La ermita del arte vivo
Estampas y postales
El padre Alfons Roig descubrió el arte a través de la liturgia, acaso en una virgen de Giotto o cualquier catástrofe bíblica estampadas en un devocionario. Este impacto primario, que sólo apuntaba a potenciar su éxtasis religioso, sin embargo terminaría por ser decisivo para muchos artistas valencianos. Pero entonces él sólo era un cura de Bétera recién ordenado que había sido destinado al último lugar del mundo, que para el caso se llamaba Pinet y estaba en el norte de La Vall d'Albaida. Todavía no había viajado a París, ni siquiera a Roma o a Stuttgart, pero a cambio había conocido a Nicasio Rius, un descendiente de la familia que había construido la ermita de Llutxent en el siglo XVIII, quien como prueba de su buena relación le dejaría a su muerte el santuario en herencia.

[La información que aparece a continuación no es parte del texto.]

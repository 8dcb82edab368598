/// Returns whether or not a wrapping number is greater than another
/// sequence_greater_than(2,1) will return true
/// sequence_greater_than(1,2) will return false
/// sequence_greater_than(1,1) will return false
pub fn sequence_greater_than(s1: u16, s2: u16) -> bool {
    wrapping_diff(s2, s1) > 0
}

/// Returns whether or not a wrapping number is less than another
/// sequence_less_than(1,2) will return true
/// sequence_less_than(2,1) will return false
/// sequence_less_than(1,1) will return false
pub fn sequence_less_than(s1: u16, s2: u16) -> bool {
    sequence_greater_than(s2, s1)
}

/// Retrieves the signed distance travelled going from `a` to `b`
///
/// # Examples
/// ```
/// # use ghostnet_shared::wrapping_diff;
/// assert_eq!(wrapping_diff(1, 2), 1);
/// assert_eq!(wrapping_diff(2, 1), -1);
/// assert_eq!(wrapping_diff(65535, 0), 1);
/// assert_eq!(wrapping_diff(0, 65535), -1);
/// ```
pub fn wrapping_diff(a: u16, b: u16) -> i16 {
    b.wrapping_sub(a) as i16
}
use std::any::Any;

use ghostnet_serde::{BitReader, BitWrite, SerdeErr};

use crate::pack_context::{PackContext, UnpackContext};

/// An object whose state can be ghosted to remote connections.
///
/// State is split into up to 32 independently dirtied parts, one bit of the
/// update mask each. `pack_update` writes the parts named by `mask` and
/// returns the bits it could not write, which stay dirty.
pub trait Replicable: Any {
    fn pack_update(&self, context: &PackContext, mask: u32, writer: &mut dyn BitWrite) -> u32;

    fn unpack_update(&mut self, context: &UnpackContext, reader: &mut BitReader) -> Result<(), SerdeErr>;

    /// Higher priorities are written first when a packet cannot hold every
    /// dirty ghost. `update_skips` counts the send passes since the ghost was
    /// last written, so the default never starves anyone.
    fn update_priority(&self, _mask: u32, update_skips: u32) -> f32 {
        update_skips as f32 * 0.1
    }

    /// Files the receiving side must hold before a scope-always copy of this
    /// object can be installed
    fn required_files(&self) -> Vec<String> {
        Vec::new()
    }

    fn clone_box(&self) -> Box<dyn Replicable>;

    fn as_any(&self) -> &dyn Any;

    fn as_any_mut(&mut self) -> &mut dyn Any;
}
pub mod helpers;
pub mod local_socket;
pub mod test_protocol;

pub use helpers::*;
pub use local_socket::{LinkControl, LocalSocketPair, CLIENT_ADDR, SERVER_ADDR};
pub use test_protocol::{protocol, protocol_in_group, ChatMessage, Level, Numbered, Position, TestPlugin};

Después de la guerra, Eugeni d'Ors, máximo capitoste de Jefatura Nacional de Bellas Artes, había creado la asignatura de arte sacro, lo que le permitió al padre Roig, que lo había conocido en la Abadía de Montserrat, la posibilidad de dejar la parroquia San Juan de Ribera en Valencia para impartir clases en la Escuela Superior de Bellas Artes de Valencia y en el Seminario Diocesano de Moncada. El arte purificaba aún más su espíritu, pero entonces sería tentado por el demonio bajo las formas perversas de Picasso y Julio González. Fue con motivo de un viaje a París en 1954, en el que el crítico de arte Jacques Lassaigne le abrió la puerta del arte abstracto. Entonces París se debatía entre el arte abstracto y el figurativo en medio de una agitación muy convulsiva, y este cura dócil fue seducido por el arte vivo.

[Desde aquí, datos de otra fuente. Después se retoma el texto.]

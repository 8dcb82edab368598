use std::any::Any;

use ghostnet_serde::{read_bits, write_bits, BitReader, BitWrite, Serde, SerdeErr};

use crate::{
    constants::{CONNECTION_MESSAGE_BIT_SIZE, GHOST_COUNT_BIT_SIZE},
    events::net_event::{NetEvent, NetEventRead},
    pack_context::{PackContext, UnpackContext},
};

/// Control messages the two ends of a connection exchange about ghosting
/// and file downloads
#[derive(Clone, Copy, Debug, PartialEq, Eq, Hash)]
pub enum ConnectionMessage {
    SendNextDownloadRequest = 1,
    FileDownloadSize = 2,
    GhostAlwaysDone = 3,
    ReadyForNormalGhosts = 4,
    EndGhosting = 5,
    GhostAlwaysStarting = 6,
}

impl ConnectionMessage {
    fn from_code(code: u32) -> Option<Self> {
        match code {
            1 => Some(ConnectionMessage::SendNextDownloadRequest),
            2 => Some(ConnectionMessage::FileDownloadSize),
            3 => Some(ConnectionMessage::GhostAlwaysDone),
            4 => Some(ConnectionMessage::ReadyForNormalGhosts),
            5 => Some(ConnectionMessage::EndGhosting),
            6 => Some(ConnectionMessage::GhostAlwaysStarting),
            _ => None,
        }
    }

    /// Messages only a client (the ghost receiver) may be sent
    pub fn requires_ghost_receiver(&self) -> bool {
        matches!(
            self,
            ConnectionMessage::SendNextDownloadRequest
                | ConnectionMessage::FileDownloadSize
                | ConnectionMessage::GhostAlwaysStarting
                | ConnectionMessage::GhostAlwaysDone
                | ConnectionMessage::EndGhosting
        )
    }
}

/// Carries a [`ConnectionMessage`] with its ghosting sequence and a count
/// (a ghost count, or a file size in bytes)
#[derive(Clone, Debug, PartialEq, Eq)]
pub struct ConnectionMessageEvent {
    pub sequence: u32,
    pub message: ConnectionMessage,
    pub ghost_count: u32,
}

impl ConnectionMessageEvent {
    pub fn new(message: ConnectionMessage, sequence: u32, ghost_count: u32) -> Self {
        Self {
            sequence,
            message,
            ghost_count,
        }
    }
}

impl NetEvent for ConnectionMessageEvent {
    fn pack(&self, _context: &PackContext, writer: &mut dyn BitWrite) {
        self.sequence.ser(writer);
        write_bits(writer, self.message as u32, CONNECTION_MESSAGE_BIT_SIZE);
        if self.message == ConnectionMessage::FileDownloadSize {
            self.ghost_count.ser(writer);
        } else {
            write_bits(writer, self.ghost_count, GHOST_COUNT_BIT_SIZE);
        }
    }

    fn as_any(&self) -> &dyn Any {
        self
    }

    fn into_any(self: Box<Self>) -> Box<dyn Any> {
        self
    }
}

impl NetEventRead for ConnectionMessageEvent {
    fn unpack(_context: &UnpackContext, reader: &mut BitReader) -> Result<Self, SerdeErr> {
        let sequence = u32::de(reader)?;
        let code = read_bits(reader, CONNECTION_MESSAGE_BIT_SIZE)?;
        let message = ConnectionMessage::from_code(code).ok_or(SerdeErr)?;
        let ghost_count = if message == ConnectionMessage::FileDownloadSize {
            u32::de(reader)?
        } else {
            read_bits(reader, GHOST_COUNT_BIT_SIZE)?
        };
        Ok(Self {
            sequence,
            message,
            ghost_count,
        })
    }
}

Por si no sucumbía a la tentación, el diablo le mandó a Nina Kandinsky, la viuda del acuarelista abstracto ruso Vassily Kandinsky, muerto diez años antes en Neully-Sur-Seine. La personalidad de Nina, que se había convertido en una activista del arte a través del Premio Kandinsky y que preparaba unos pequeños pasteles rusos muy sabrosos, cautivó de forma irrecuperable a este hombre de la Iglesia, que con apenas siete años estaba sometido a la disciplina de la escolanía del Convento de Franciscanos de Agres.

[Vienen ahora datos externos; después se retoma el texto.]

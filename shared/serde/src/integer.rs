use crate::{
    bit_reader::BitReader, bit_writer::BitWrite, error::SerdeErr, serde::Serde, ConstBitLength,
};

pub trait SerdeIntegerConversion<const SIGNED: bool, const VARIABLE: bool, const BITS: u8> {
    fn from(value: &SerdeInteger<SIGNED, VARIABLE, BITS>) -> Self;
}

pub type UnsignedInteger<const BITS: u8> = SerdeInteger<false, false, BITS>;
pub type SignedInteger<const BITS: u8> = SerdeInteger<true, false, BITS>;
pub type UnsignedVariableInteger<const BITS: u8> = SerdeInteger<false, true, BITS>;
pub type SignedVariableInteger<const BITS: u8> = SerdeInteger<true, true, BITS>;

// The generic wrapper only carries the layout; all the work happens in the
// non-generic inner type so each width does not get its own copy of the code.
#[derive(Debug, Clone, Copy, Eq, PartialEq, Hash)]
pub struct SerdeInteger<const SIGNED: bool, const VARIABLE: bool, const BITS: u8> {
    inner: IntegerLayout,
}

#[derive(Debug, Clone, Copy, Eq, PartialEq, Hash)]
struct IntegerLayout {
    value: i128,
    signed: bool,
    variable: bool,
    bits: u8,
}

impl IntegerLayout {
    fn check(signed: bool, variable: bool, bits: u8, value: i128) -> Result<Self, SerdeErr> {
        if bits == 0 || bits > 127 {
            return Err(SerdeErr);
        }
        if !signed && value < 0 {
            return Err(SerdeErr);
        }
        if !variable && value.unsigned_abs() >= 1_u128 << bits {
            return Err(SerdeErr);
        }
        Ok(Self {
            value,
            signed,
            variable,
            bits,
        })
    }

    fn ser(&self, writer: &mut dyn BitWrite) {
        if self.signed {
            writer.write_bit(self.value < 0);
        }

        let mut magnitude = self.value.unsigned_abs();
        let group = 1_u128 << self.bits;

        loop {
            let proceed = self.variable && magnitude >= group;
            if self.variable {
                writer.write_bit(proceed);
            }
            for _ in 0..self.bits {
                writer.write_bit(magnitude & 1 != 0);
                magnitude >>= 1;
            }
            if !proceed {
                return;
            }
        }
    }

    fn de(reader: &mut BitReader, signed: bool, variable: bool, bits: u8) -> Result<Self, SerdeErr> {
        let negative = if signed { reader.read_bit()? } else { false };

        let mut magnitude: u128 = 0;
        let mut shift: u32 = 0;

        loop {
            let proceed = if variable { reader.read_bit()? } else { false };
            for _ in 0..bits {
                if reader.read_bit()? {
                    if shift >= 127 {
                        return Err(SerdeErr);
                    }
                    magnitude |= 1 << shift;
                }
                shift += 1;
            }
            if !proceed {
                break;
            }
        }

        let value = magnitude as i128;
        Ok(Self {
            value: if negative { -value } else { value },
            signed,
            variable,
            bits,
        })
    }

    fn bit_length(&self) -> u32 {
        let mut output: u32 = if self.signed { 1 } else { 0 };

        if !self.variable {
            return output + <u32 as From<u8>>::from(self.bits);
        }

        let mut magnitude = self.value.unsigned_abs();
        loop {
            output += 1 + <u32 as From<u8>>::from(self.bits);
            if magnitude < 1_u128 << self.bits {
                return output;
            }
            magnitude >>= self.bits;
        }
    }
}

impl<const SIGNED: bool, const VARIABLE: bool, const BITS: u8> SerdeInteger<SIGNED, VARIABLE, BITS> {
    /// # Panics
    ///
    /// Panics if `value` cannot be represented with this layout. Use
    /// `try_new` for values that come from outside the program.
    pub fn new<T: Into<i128>>(value: T) -> Self {
        let value = value.into();
        match Self::try_new(value) {
            Ok(integer) => integer,
            Err(_) => panic!(
                "{} cannot be encoded in a {}{}-bit {} integer",
                value,
                if VARIABLE { "variable " } else { "" },
                BITS,
                if SIGNED { "signed" } else { "unsigned" },
            ),
        }
    }

    pub fn try_new<T: Into<i128>>(value: T) -> Result<Self, SerdeErr> {
        let inner = IntegerLayout::check(SIGNED, VARIABLE, BITS, value.into())?;
        Ok(Self { inner })
    }

    pub fn get(&self) -> i128 {
        self.inner.value
    }

    pub fn set<T: Into<i128>>(&mut self, value: T) {
        self.inner.value = value.into();
    }

    pub fn to<T: SerdeIntegerConversion<SIGNED, VARIABLE, BITS>>(&self) -> T {
        T::from(self)
    }
}

impl<const SIGNED: bool, const VARIABLE: bool, const BITS: u8> Serde
    for SerdeInteger<SIGNED, VARIABLE, BITS>
{
    fn ser(&self, writer: &mut dyn BitWrite) {
        self.inner.ser(writer);
    }

    fn de(reader: &mut BitReader) -> Result<Self, SerdeErr> {
        let inner = IntegerLayout::de(reader, SIGNED, VARIABLE, BITS)?;
        Ok(Self { inner })
    }

    fn bit_length(&self) -> u32 {
        self.inner.bit_length()
    }
}

impl<const SIGNED: bool, const BITS: u8> ConstBitLength for SerdeInteger<SIGNED, false, BITS> {
    fn const_bit_length() -> u32 {
        let sign_bit = if SIGNED { 1 } else { 0 };
        sign_bit + BITS as u32
    }
}

impl<const SIGNED: bool, const VARIABLE: bool, const BITS: u8, T: Into<i128>> From<T>
    for SerdeInteger<SIGNED, VARIABLE, BITS>
{
    fn from(value: T) -> Self {
        Self::new(value)
    }
}

impl<const SIGNED: bool, const VARIABLE: bool, const BITS: u8, T: TryFrom<i128> + Default>
    SerdeIntegerConversion<SIGNED, VARIABLE, BITS> for T
{
    fn from(value: &SerdeInteger<SIGNED, VARIABLE, BITS>) -> Self {
        T::try_from(value.inner.value).unwrap_or_default()
    }
}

Entonces ya sólo le faltaba perfumarse con el aroma ecuménico de Taizé. Desde que recibió ese impacto, en sus clases de arte sacro se explicó el arte vivo que recorría las galerías de Europa. Por ese agujero hacia la modernidad excavado en la misma cáscara del clero, se coló el arte contemporáneo en Valencia, lo que sirvió para que algunos de sus alumnos, que se llamaban Eusebio Sempere, Tomás Llorens o Artur Heras lo asumieran y propagaran entre sus amigos y conocidos de un modo determinante para la creación plástica valenciana.
En ese momento la ermita de Llutxent se convirtió en un lugar de peregrinaje del mundo del arte y de la cultura durante los fines de semana. Bajo la luz filtrada por las vidrieras de Alfred Manessier, se sucedieron las visitas de Joan Fuster, José Luis López Aranguren, Andreu Alfaro, Ouka Lele o Vicent Andrés Estellés. Sobre la larga mesa rectangular de la cocina confluyeron los pasteles y el arte, una combinación que el arzobispo Marcelino Olaechea consideraba pecado mortal, y que Alfons Roig confundía como una misma causa desde que la viuda de Kandinsky se lo había demostrado. El padre Roig murió comiendo Toblerone e intuyendo desde su ceguera a Julio González en el cactus de esta ermita impregnada de su santidad, cuyas esencias mantiene muy vivas Eusebi Moreno, quien fuera su hombre de confianza.